Formation of the Axis Coalition
The leader of the German National Socialist (Nazi) party, Adolf Hitler, taught a racial kind of fascism. Hitler promised to reverse the Treaty of Versailles and win more Lebensraum for the German people, whom he said deserved more as members of a superior race. The Great Depression affected Germany in the early 1930s.
Because the moderate parties couldn’t agree on how to respond, many voters resorted to the Nazis and Communists. In 1933, Hitler was elected Chancellor of Germany, and via a series of subsequent actions, he established himself as dictator. Although Japan did not technically adopt fascism, the military’s overwhelming position in government allowed them to construct a totalitarian regime that was akin to fascism. The Japanese were far ahead of Hitler in dismantling the world order. In 1931, they used a brief clash with Chinese troops near Mukden, commonly known as the Mukden or Manchurian crisis, as a pretext to seize control of all of Manchuria, built up the puppet state of Manchukuo in 1932. They occupied the major Chinese ports from 1937 to 1938.
Following Hitler’s denunciation of the Versailles Treaty’s disarmament terms, the creation of a new air force, and the reintroduction of conscription, Hitler tested his new weaponry on the side of right-wing military rebels in the Spanish civil war (1936-39). This business venture brought him into contact with Mussolini. After capturing Ethiopia in a minor battle (1935-6) he was also a supporter of the Spanish uprising. Japan and Germany, for example, signed the Anti-Comintern Pact in 1936, followed by Italy in 1937. This contract condemned communism and demonstrated its solidarity in the face of it. Following that, the Axis was used to refer to those countries and their allies collectively.

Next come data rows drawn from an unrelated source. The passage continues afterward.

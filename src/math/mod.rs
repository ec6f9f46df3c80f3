mod color;

pub use color::Color;

/// 2D point type, used for normalized viewport coordinates.
pub type Point2 = nalgebra::Point2<f64>;

/// 3D point type.
pub type Point3 = nalgebra::Point3<f64>;

/// 3D vector type.
pub type Vector3 = nalgebra::Vector3<f64>;

/// Global geometric tolerance for floating-point comparisons.
pub const TOLERANCE: f64 = 1e-10;

/// Clamps both axes of a viewport point independently into `[0, 1]`.
///
/// Points projected outside the screen end up pinned to the nearest edge
/// (or corner) instead of leaving the overlay.
#[must_use]
pub fn clamp_to_viewport(x: f64, y: f64) -> Point2 {
    Point2::new(x.clamp(0.0, 1.0), y.clamp(0.0, 1.0))
}
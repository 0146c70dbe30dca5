//! Built-in test surfaces: spheres, quads and cubes.
//!
//! Every surface is generated in its canonical unit placement, then mapped
//! through `frame.apply_point(scale * p)` (positions) and `frame.apply_vec`
//! (normals, re-normalized).

use std::f64::consts::PI;

use super::error::ShapeError;
use super::metrics::TimingBucket;
use super::normals::compute_normals;
use super::parametric::{UvSurface, make_uv_surface};
use super::shape::{Shape, ShapeContext};
use super::{Transform, Vec2, Vec3};

/// Highest accepted [`StdSurfaceOptions::level`]. A level-10 sphere already
/// has about eight million vertices.
pub const MAX_STD_SURFACE_LEVEL: u32 = 10;

/// Kinds of built-in surfaces.
#[derive(Debug, Clone, Copy, PartialEq)]
pub enum StdSurface {
    UvSphere,
    /// Sphere with inward normals and `v` flipped in the texcoords.
    UvFlippedSphere,
    UvQuad,
    UvCube,
    /// Cube tessellation projected onto the unit sphere.
    UvSphereCube,
    /// Cube tessellation blended towards the unit sphere by `radius`.
    UvSpherizedCube { radius: f64 },
    /// Sphere with the caps above `z` and below `-z` folded inwards.
    UvFlipCapSphere { z: f64 },
}

#[derive(Debug, Clone, Copy, PartialEq)]
pub struct StdSurfaceOptions {
    /// Subdivision level; each level doubles the grid resolution. At most
    /// [`MAX_STD_SURFACE_LEVEL`].
    pub level: u32,
    pub frame: Transform,
    pub scale: f64,
}

impl Default for StdSurfaceOptions {
    fn default() -> Self {
        Self {
            level: 0,
            frame: Transform::identity(),
            scale: 1.0,
        }
    }
}

impl StdSurfaceOptions {
    #[must_use]
    pub fn with_level(level: u32) -> Self {
        Self {
            level,
            ..Default::default()
        }
    }
}

struct Sphere;

impl UvSurface for Sphere {
    fn position(&self, uv: Vec2) -> Vec3 {
        sphere_point(2.0 * PI * uv.x, PI * (1.0 - uv.y))
    }

    fn normal(&self, uv: Vec2) -> Vec3 {
        self.position(uv)
    }
}

struct FlippedSphere;

impl UvSurface for FlippedSphere {
    fn position(&self, uv: Vec2) -> Vec3 {
        sphere_point(2.0 * PI * uv.x, PI * uv.y)
    }

    fn normal(&self, uv: Vec2) -> Vec3 {
        -self.position(uv)
    }

    fn texcoord(&self, uv: Vec2) -> Vec2 {
        Vec2::new(uv.x, 1.0 - uv.y)
    }
}

struct Quad;

impl UvSurface for Quad {
    fn position(&self, uv: Vec2) -> Vec3 {
        Vec3::new(-1.0 + 2.0 * uv.x, -1.0 + 2.0 * uv.y, 0.0)
    }

    fn normal(&self, _uv: Vec2) -> Vec3 {
        Vec3::Z
    }
}

fn sphere_point(phi: f64, theta: f64) -> Vec3 {
    Vec3::new(phi.cos() * theta.sin(), phi.sin() * theta.sin(), theta.cos())
}

/// Placement of the six cube faces, as `(x, y, z, origin)`.
const CUBE_FACES: [(Vec3, Vec3, Vec3, Vec3); 6] = [
    (Vec3::X, Vec3::Y, Vec3::Z, Vec3::Z),
    (neg(Vec3::X), Vec3::Y, neg(Vec3::Z), neg(Vec3::Z)),
    (neg(Vec3::X), Vec3::Z, Vec3::Y, Vec3::Y),
    (Vec3::X, Vec3::Z, neg(Vec3::Y), neg(Vec3::Y)),
    (Vec3::Y, Vec3::Z, Vec3::X, Vec3::X),
    (neg(Vec3::Y), Vec3::Z, neg(Vec3::X), neg(Vec3::X)),
];

const fn neg(v: Vec3) -> Vec3 {
    Vec3::new(-v.x, -v.y, -v.z)
}

fn make_cube(level: u32) -> Shape {
    let quad = make_uv_surface(1 << level, 1 << level, &Quad);
    let mut cube = Shape::default();
    for (x, y, z, origin) in CUBE_FACES {
        let face = Transform::from_axes(origin, x, y, z);
        let offset = cube.positions.len();
        cube.positions
            .extend(quad.positions.iter().map(|&p| face.apply_point(p)));
        cube.normals
            .extend(quad.normals.iter().map(|&n| face.apply_vec(n)));
        cube.texcoords.extend_from_slice(&quad.texcoords);
        cube.triangles.extend(
            quad.triangles
                .iter()
                .map(|t| [t[0] + offset, t[1] + offset, t[2] + offset]),
        );
    }
    cube
}

/// Generates `kind` in the placement given by `options`.
///
/// Fails with [`ShapeError::LevelOutOfRange`] above [`MAX_STD_SURFACE_LEVEL`].
pub fn make_std_surface(kind: StdSurface, options: StdSurfaceOptions) -> Result<Shape, ShapeError> {
    let mut ctx = ShapeContext::new();
    make_std_surface_with_context(kind, options, &mut ctx)
}

pub fn make_std_surface_with_context(
    kind: StdSurface,
    options: StdSurfaceOptions,
    ctx: &mut ShapeContext,
) -> Result<Shape, ShapeError> {
    if options.level > MAX_STD_SURFACE_LEVEL {
        return Err(ShapeError::LevelOutOfRange {
            level: options.level,
            max: MAX_STD_SURFACE_LEVEL,
        });
    }
    let mut shape = ctx
        .metrics
        .time(TimingBucket::Generation, || make_unit_surface(kind, options.level))?;

    for p in &mut shape.positions {
        *p = options.frame.apply_point(*p * options.scale);
    }
    for n in &mut shape.normals {
        *n = options.frame.apply_vec(*n).normalized_or_zero();
    }

    log::debug!(
        "{kind:?} level {}: {} vertices, {} triangles",
        options.level,
        shape.vertex_count(),
        shape.triangles.len()
    );
    Ok(shape)
}

fn make_unit_surface(kind: StdSurface, level: u32) -> Result<Shape, ShapeError> {
    let shape = match kind {
        StdSurface::UvSphere => make_uv_surface(1 << (level + 2), 1 << (level + 1), &Sphere),
        StdSurface::UvFlippedSphere => {
            make_uv_surface(1 << (level + 2), 1 << (level + 1), &FlippedSphere)
        }
        StdSurface::UvQuad => make_uv_surface(1 << level, 1 << level, &Quad),
        StdSurface::UvCube => make_cube(level),
        StdSurface::UvSphereCube => {
            let mut shape = make_cube(level);
            for (p, n) in shape.positions.iter_mut().zip(shape.normals.iter_mut()) {
                *p = p.normalized_or_zero();
                *n = *p;
            }
            shape
        }
        StdSurface::UvSpherizedCube { radius } => {
            let mut shape = make_cube(level);
            if radius != 0.0 {
                for p in &mut shape.positions {
                    *p = *p * (1.0 - radius) + p.normalized_or_zero() * radius;
                }
                shape.normals =
                    compute_normals(&[], &[], &shape.triangles, &shape.positions, true)?;
            }
            shape
        }
        StdSurface::UvFlipCapSphere { z } => {
            let mut shape = make_uv_surface(1 << (level + 2), 1 << (level + 1), &Sphere);
            if z != 1.0 {
                for (p, n) in shape.positions.iter_mut().zip(shape.normals.iter_mut()) {
                    if p.z > z {
                        p.z = 2.0 * z - p.z;
                    } else if p.z < -z {
                        p.z = -2.0 * z - p.z;
                    } else {
                        continue;
                    }
                    n.x = -n.x;
                    n.y = -n.y;
                }
            }
            shape
        }
    };
    Ok(shape)
}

Aggression by Germany in Europe
With the annexation of Austria in March 1938, Hitler began his own expansionist drive. The path was clear: Mussolini backed him, and the British and French, fearful of German rearmament, accepted Hitler’s argument that Austria’s status was a matter of German internal politics. In September 1938, Hitler vowed to invade Czechoslovakia, annexing the Sudetenland and its 3.5 million ethnic Germans. On British and French urging, British Prime Minister Neville Chamberlain launched talks that culminated in the Munich Pact at the end of the month.
The Great Depression in the United States
The expenditures of fighting in World War I, as well as the costs of rebuilding Western Europe after years of fighting, resulted in massive debts owed to the United States by the Western European countries. The massive reparations imposed on Germany as part of the Treaty of Versailles added to the indebtedness. In addition, several of these European countries have weak governments. As a result, rehabilitation has been delayed and economic growth has been dismal. Following the crash of the New York Stock Exchange on October 29, 1929, the US recalled all foreign debts within days. The West’s economies collapsed as a result of their inability to repay these debts, kicking off the Great Depression.
Effects of the Second World War
Ground engagements and airstrikes destroyed a large amount of physical capital over the course of six years. Many people were forced to abandon or give up their homes and move to new lands without recompense. Even in relatively rich Western Europe, hunger became more widespread.
Deliberate genocide, massacres, mass-bombings, disease, and malnutrition claimed the lives of many civilians. During the conflict, the Soviet Union lost roughly 27 million individuals, including 8.7 million military personnel and 19 million civilians.
The United States’ involvement in World War II had a tremendous influence on its economy and workforce. American companies were retooled to create commodities for the war effort, and unemployment plummeted to roughly 10% virtually immediately.